In some cases, the churchyards would rise anywhere from 10 to 15 feet above the level of the street surrounding them.
So... Greyfriars used to be much larger than it is now.
Topographically, it used to be on a depression that sank some 20 feet below street level.
These days, it's... more of a hill...
With, I believe, the highest point being about 15 feet above the street.
So just... consider that, for a moment.
nothing screams hauntings like a hill made outta dead bodies
There are around 500,000 recorded burials down there.
Also, when it rains a bunch, bones just kinda.
Which happens in a lot of densely-packed graveyards like that.
So it's not unusual for people to actually see bones sticking out of the ground in the middle of the graveyard.
I hadn't made the connection! My housemate visited Greyfriars Kirkyard when she visited Scotland a year or two ago. I remember that description of ground level/grave-packing.
Supposedly J.K. Rowling used names from some of the graves in Harry Potter. There's a Tom Riddell buried there, for instance.

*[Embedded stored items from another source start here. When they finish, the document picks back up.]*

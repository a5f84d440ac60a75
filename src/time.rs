//! Time abstraction traits for platform-agnostic timing.
//!
//! Timestamps are monotonic and microsecond-based. The controller only ever
//! compares instants and adds durations to them, so any free-running counter
//! (RP2040 64-bit timer, embassy-time, a host mock) can back these traits.

/// Trait for abstracting time sources.
pub trait TimeSource<I: TimeInstant> {
    /// Returns the current time instant.
    fn now(&self) -> I;
}

impl<I: TimeInstant, T: TimeSource<I> + ?Sized> TimeSource<I> for &T {
    #[inline]
    fn now(&self) -> I {
        (**self).now()
    }
}

/// Trait abstraction for duration types.
pub trait TimeDuration: Copy + PartialEq + PartialOrd {
    /// Zero duration constant.
    const ZERO: Self;

    /// Converts duration to microseconds.
    fn as_micros(&self) -> u64;

    /// Creates duration from microseconds.
    fn from_micros(micros: u64) -> Self;

    /// Converts duration to milliseconds (truncating).
    fn as_millis(&self) -> u64 {
        self.as_micros() / 1_000
    }

    /// Creates duration from milliseconds.
    fn from_millis(millis: u64) -> Self {
        Self::from_micros(millis.saturating_mul(1_000))
    }

    /// Saturating subtraction (returns ZERO on underflow).
    fn saturating_sub(self, other: Self) -> Self {
        Self::from_micros(self.as_micros().saturating_sub(other.as_micros()))
    }
}

/// Trait abstraction for instant types.
///
/// Ordering is plain `PartialOrd` on the underlying counter. A counter that
/// wraps will misorder instants across the wrap point; with a 64-bit
/// microsecond counter that happens after roughly 584 000 years of uptime.
pub trait TimeInstant: Copy + PartialOrd {
    /// Duration type for this instant.
    type Duration: TimeDuration;

    /// Calculates duration since an earlier instant.
    ///
    /// Returns `ZERO` when `earlier` is actually later than `self`.
    fn duration_since(&self, earlier: Self) -> Self::Duration;

    /// Adds duration to instant, returns None on overflow.
    fn checked_add(self, duration: Self::Duration) -> Option<Self>;
}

Oh man this is WICKED CREEPY
Friend of mine lives in a flat overlooking Greyfriars and yep, swears her place is haunted. Fortunately not that badly, just mischevious poltergesists, but still.
My father-in-law is an elder at the kirk and will tell all the stories, including JKR ones, if you take the tour. (yes, she took a bunch of names from there)
(I got married in Greyfriars. No ghosts showed up that I know of, though)
A person up the plurk mentioned it, but
adipocere, or soap mummies, is often what would happen in these densely packed cemeteries. c: /goes back to lurking
I was freaked out and then I saw "dead animals" and now I've got someone to talk the fuck down in Scotland, fuck this ghost in particular
also they wanted to be buried close to the churches because it was considered 'hallowed ground' and the people who were buried outside of that ground were like... suicides or witches or traitors
and being buried in unconsecrated ground was Bad News and you would not go to heaven
I don't know if this makes me not want to go on the tour or book it asap
oh my god that's a hella creepy story
Did you get that info about the cemetaries from Lore? I started listening to it on your recommendation and i highly encourage other people to listen to it, too
But it sounded very familiar so i was just wondering
This is really cool. I'm not sure if I'd want to go but it's fascinating!
Just dropping a note in here to find this plurk again quicker~
this place sounds terrifying and cool
chocoballs: I sure did! Lore is where I've started learning about a ton of my stuff, and then I try to do some research on top of it... YOU WILL HEAR ABOUT GREYFRIARS SOON...
And dang, I'm so excited that people here have actually seen it or know people who live nearby, that's really neat! Even if nothing spooky happens, it's neat to visit...
I like hearing about people's experiences and I probably won't get to visit myself for quite some time.